▶ Aim of the exercise
Would you write out the entries below, every one of them, exactly?

▶ Data
⟨
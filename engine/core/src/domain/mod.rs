// Copyright (c) 2026 100monkeys.ai
// SPDX-License-Identifier: AGPL-3.0
//! Domain layer: configuration, identity and table options.
//!
//! Nothing in here talks to the network except [`identity::resolve_identity`],
//! which may ask the configured [`identity::EmailRetriever`] for the caller's
//! IAM principal.

pub mod config;
pub mod dialer;
pub mod identity;
pub mod settings;
pub mod table;
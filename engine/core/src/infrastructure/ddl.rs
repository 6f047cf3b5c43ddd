// Copyright (c) 2026 100monkeys.ai
// SPDX-License-Identifier: AGPL-3.0
//! DDL statement assembly. Pure string building, nothing is executed here.
//!
//! All builders expect options already passed through `resolved()`.

use crate::domain::table::{ChatHistoryTableOptions, Column, VectorstoreTableOptions};

pub const CREATE_VECTOR_EXTENSION: &str = "CREATE EXTENSION IF NOT EXISTS vector";

fn qualified(schema: &str, table: &str) -> String {
    format!(r#""{schema}"."{table}""#)
}

pub fn drop_table(schema: &str, table: &str) -> String {
    format!("DROP TABLE IF EXISTS {}", qualified(schema, table))
}

/// Column order: id, content, embedding, metadata columns in caller order,
/// then the optional JSON metadata column.
pub fn create_vectorstore_table(
    options: &VectorstoreTableOptions,
    metadata_columns: &[Column],
    id_column: &Column,
    store_metadata: bool,
) -> String {
    let mut columns = vec![
        format!(r#""{}" {} PRIMARY KEY"#, id_column.name, id_column.data_type),
        format!(r#""{}" TEXT NOT NULL"#, options.content_column_name),
        format!(r#""{}" vector({}) NOT NULL"#, options.embedding_column, options.vector_size),
    ];

    columns.extend(metadata_columns.iter().map(|column| {
        if column.nullable {
            format!(r#""{}" {}"#, column.name, column.data_type)
        } else {
            format!(r#""{}" {} NOT NULL"#, column.name, column.data_type)
        }
    }));

    if store_metadata {
        columns.push(format!(r#""{}" JSON"#, options.metadata_json_column));
    }

    format!(
        "CREATE TABLE {} (\n  {}\n);",
        qualified(&options.schema_name, &options.table_name),
        columns.join(",\n  ")
    )
}

pub fn create_chat_history_table(options: &ChatHistoryTableOptions) -> String {
    format!(
        "CREATE TABLE IF NOT EXISTS {} (\n  \
           id SERIAL PRIMARY KEY,\n  \
           session_id TEXT NOT NULL,\n  \
           data JSONB NOT NULL,\n  \
           type TEXT NOT NULL\n\
         );",
        qualified(&options.schema_name, &options.table_name)
    )
}

#[cfg(test)]
mod tests {
    use super::*;

    fn options() -> VectorstoreTableOptions {
        VectorstoreTableOptions::new("t", 128).resolved().unwrap()
    }

    #[test]
    fn minimal_vectorstore_table() {
        let sql = create_vectorstore_table(&options(), &[], &Column::default().or_default_id(), false);
        assert_eq!(
            sql,
            "CREATE TABLE \"public\".\"t\" (\n  \
             \"langchain_id\" UUID PRIMARY KEY,\n  \
             \"content\" TEXT NOT NULL,\n  \
             \"embedding\" vector(128) NOT NULL\n);"
        );
    }

    #[test]
    fn metadata_columns_keep_caller_order_and_nullability() {
        let metadata = [
            Column::new("population", "int", false),
            Column::new("area", "int", true),
            Column::new("country", "TEXT", false),
        ];
        let sql = create_vectorstore_table(&options(), &metadata, &Column::default().or_default_id(), true);

        let population = sql.find(r#""population" int NOT NULL"#).unwrap();
        let area = sql.find(r#""area" int,"#).unwrap();
        let country = sql.find(r#""country" TEXT NOT NULL"#).unwrap();
        let json = sql.find(r#""langchain_metadata" JSON"#).unwrap();
        let embedding = sql.find(r#""embedding" vector(128) NOT NULL"#).unwrap();

        assert!(embedding < population);
        assert!(population < area && area < country && country < json);
        assert!(sql.ends_with("\"langchain_metadata\" JSON\n);"));
    }

    #[test]
    fn json_column_only_when_requested() {
        let id = Column::default().or_default_id();
        assert!(!create_vectorstore_table(&options(), &[], &id, false).contains("JSON"));
        assert!(create_vectorstore_table(&options(), &[], &id, true).contains(r#""langchain_metadata" JSON"#));
    }

    #[test]
    fn custom_names_are_quoted() {
        let options = VectorstoreTableOptions::new("docs", 3)
            .schema_name("store")
            .content_column_name("body")
            .embedding_column("vec")
            .resolved()
            .unwrap();
        let sql = create_vectorstore_table(&options, &[], &Column::new("doc_id", "BIGINT", false), false);

        assert!(sql.starts_with(r#"CREATE TABLE "store"."docs" ("#));
        assert!(sql.contains(r#""doc_id" BIGINT PRIMARY KEY"#));
        assert!(sql.contains(r#""body" TEXT NOT NULL"#));
        assert!(sql.contains(r#""vec" vector(3) NOT NULL"#));
    }

    #[test]
    fn drop_statement() {
        assert_eq!(drop_table("public", "t"), r#"DROP TABLE IF EXISTS "public"."t""#);
    }

    #[test]
    fn chat_history_statement() {
        let options = ChatHistoryTableOptions::new("messages", "").resolved().unwrap();
        assert_eq!(
            create_chat_history_table(&options),
            "CREATE TABLE IF NOT EXISTS \"public\".\"messages\" (\n  \
             id SERIAL PRIMARY KEY,\n  \
             session_id TEXT NOT NULL,\n  \
             data JSONB NOT NULL,\n  \
             type TEXT NOT NULL\n);"
        );
    }
}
⟩
▶ Output of the task
filename engine/core/src/domain/mod.rs
// Copyright (c) 2026 100monkeys.ai
// SPDX-License-Identifier: AGPL-3.0
//! Domain layer: configuration, identity and table options.
//!
//! Nothing in here talks to the network except [`identity::resolve_identity`],
//! which may ask the configured [`identity::EmailRetriever`] for the caller's
//! IAM principal.

pub mod config;
pub mod dialer;
pub mod identity;
pub mod settings;
pub mod table;
filename engine/core/src/infrastructure/ddl.rs
repository 6f047cf3b5c43ddd
// Copyright (c) 2026 100monkeys.ai
// SPDX-License-Identifier: AGPL-3.0
//! DDL statement assembly. Pure string building, nothing is executed here.
//!
//! All builders expect options already passed through `resolved()`.

use crate::domain::table::{ChatHistoryTableOptions, Column, VectorstoreTableOptions};

pub const CREATE_VECTOR_EXTENSION: &str = "CREATE EXTENSION IF NOT EXISTS vector";

fn qualified(schema: &str, table: &str) -> String {
    format!(r#""{schema}"."{table}""#)
}

pub fn drop_table(schema: &str, table: &str) -> String {
    format!("DROP TABLE IF EXISTS {}", qualified(schema, table))
}

/// Column order: id, content, embedding, metadata columns in caller order,
/// then the optional JSON metadata column.
pub fn create_vectorstore_table(
    options: &VectorstoreTableOptions,
    metadata_columns: &[Column],
    id_column: &Column,
    store_metadata: bool,
) -> String {
    let mut columns = vec![
        format!(r#""{}" {} PRIMARY KEY"#, id_column.name, id_column.data_type),
        format!(r#""{}" TEXT NOT NULL"#, options.content_column_name),
        format!(r#""{}" vector({}) NOT NULL"#, options.embedding_column, options.vector_size),
    ];

    columns.extend(metadata_columns.iter().map(|column| {
        if column.nullable {
            format!(r#""{}" {}"#, column.name, column.data_type)
        } else {
            format!(r#""{}" {} NOT NULL"#, column.name, column.data_type)
        }
    }));

    if store_metadata {
        columns.push(format!(r#""{}" JSON"#, options.metadata_json_column));
    }

    format!(
        "CREATE TABLE {} (\n  {}\n);",
        qualified(&options.schema_name, &options.table_name),
        columns.join(",\n  ")
    )
}

pub fn create_chat_history_table(options: &ChatHistoryTableOptions) -> String {
    format!(
        "CREATE TABLE IF NOT EXISTS {} (\n  \
           id SERIAL PRIMARY KEY,\n  \
           session_id TEXT NOT NULL,\n  \
           data JSONB NOT NULL,\n  \
           type TEXT NOT NULL\n\
         );",
        qualified(&options.schema_name, &options.table_name)
    )
}

#[cfg(test)]
mod tests {
    use super::*;

    fn options() -> VectorstoreTableOptions {
        VectorstoreTableOptions::new("t", 128).resolved().unwrap()
    }

    #[test]
    fn minimal_vectorstore_table() {
        let sql = create_vectorstore_table(&options(), &[], &Column::default().or_default_id(), false);
        assert_eq!(
            sql,
            "CREATE TABLE \"public\".\"t\" (\n  \
             \"langchain_id\" UUID PRIMARY KEY,\n  \
             \"content\" TEXT NOT NULL,\n  \
             \"embedding\" vector(128) NOT NULL\n);"
        );
    }

    #[test]
    fn metadata_columns_keep_caller_order_and_nullability() {
        let metadata = [
            Column::new("population", "int", false),
            Column::new("area", "int", true),
            Column::new("country", "TEXT", false),
        ];
        let sql = create_vectorstore_table(&options(), &metadata, &Column::default().or_default_id(), true);

        let population = sql.find(r#""population" int NOT NULL"#).unwrap();
        let area = sql.find(r#""area" int,"#).unwrap();
        let country = sql.find(r#""country" TEXT NOT NULL"#).unwrap();
        let json = sql.find(r#""langchain_metadata" JSON"#).unwrap();
        let embedding = sql.find(r#""embedding" vector(128) NOT NULL"#).unwrap();

        assert!(embedding < population);
        assert!(population < area && area < country && country < json);
        assert!(sql.ends_with("\"langchain_metadata\" JSON\n);"));
    }

    #[test]
    fn json_column_only_when_requested() {
        let id = Column::default().or_default_id();
        assert!(!create_vectorstore_table(&options(), &[], &id, false).contains("JSON"));
        assert!(create_vectorstore_table(&options(), &[], &id, true).contains(r#""langchain_metadata" JSON"#));
    }

    #[test]
    fn custom_names_are_quoted() {
        let options = VectorstoreTableOptions::new("docs", 3)
            .schema_name("store")
            .content_column_name("body")
            .embedding_column("vec")
            .resolved()
            .unwrap();
        let sql = create_vectorstore_table(&options, &[], &Column::new("doc_id", "BIGINT", false), false);

        assert!(sql.starts_with(r#"CREATE TABLE "store"."docs" ("#));
        assert!(sql.contains(r#""doc_id" BIGINT PRIMARY KEY"#));
        assert!(sql.contains(r#""body" TEXT NOT NULL"#));
        assert!(sql.contains(r#""vec" vector(3) NOT NULL"#));
    }

    #[test]
    fn drop_statement() {
        assert_eq!(drop_table("public", "t"), r#"DROP TABLE IF EXISTS "public"."t""#);
    }

    #[test]
    fn chat_history_statement() {
        let options = ChatHistoryTableOptions::new("messages", "").resolved().unwrap();
        assert_eq!(
            create_chat_history_table(&options),
            "CREATE TABLE IF NOT EXISTS \"public\".\"messages\" (\n  \
             id SERIAL PRIMARY KEY,\n  \
             session_id TEXT NOT NULL,\n  \
             data JSONB NOT NULL,\n  \
             type TEXT NOT NULL\n);"
        );
    }
}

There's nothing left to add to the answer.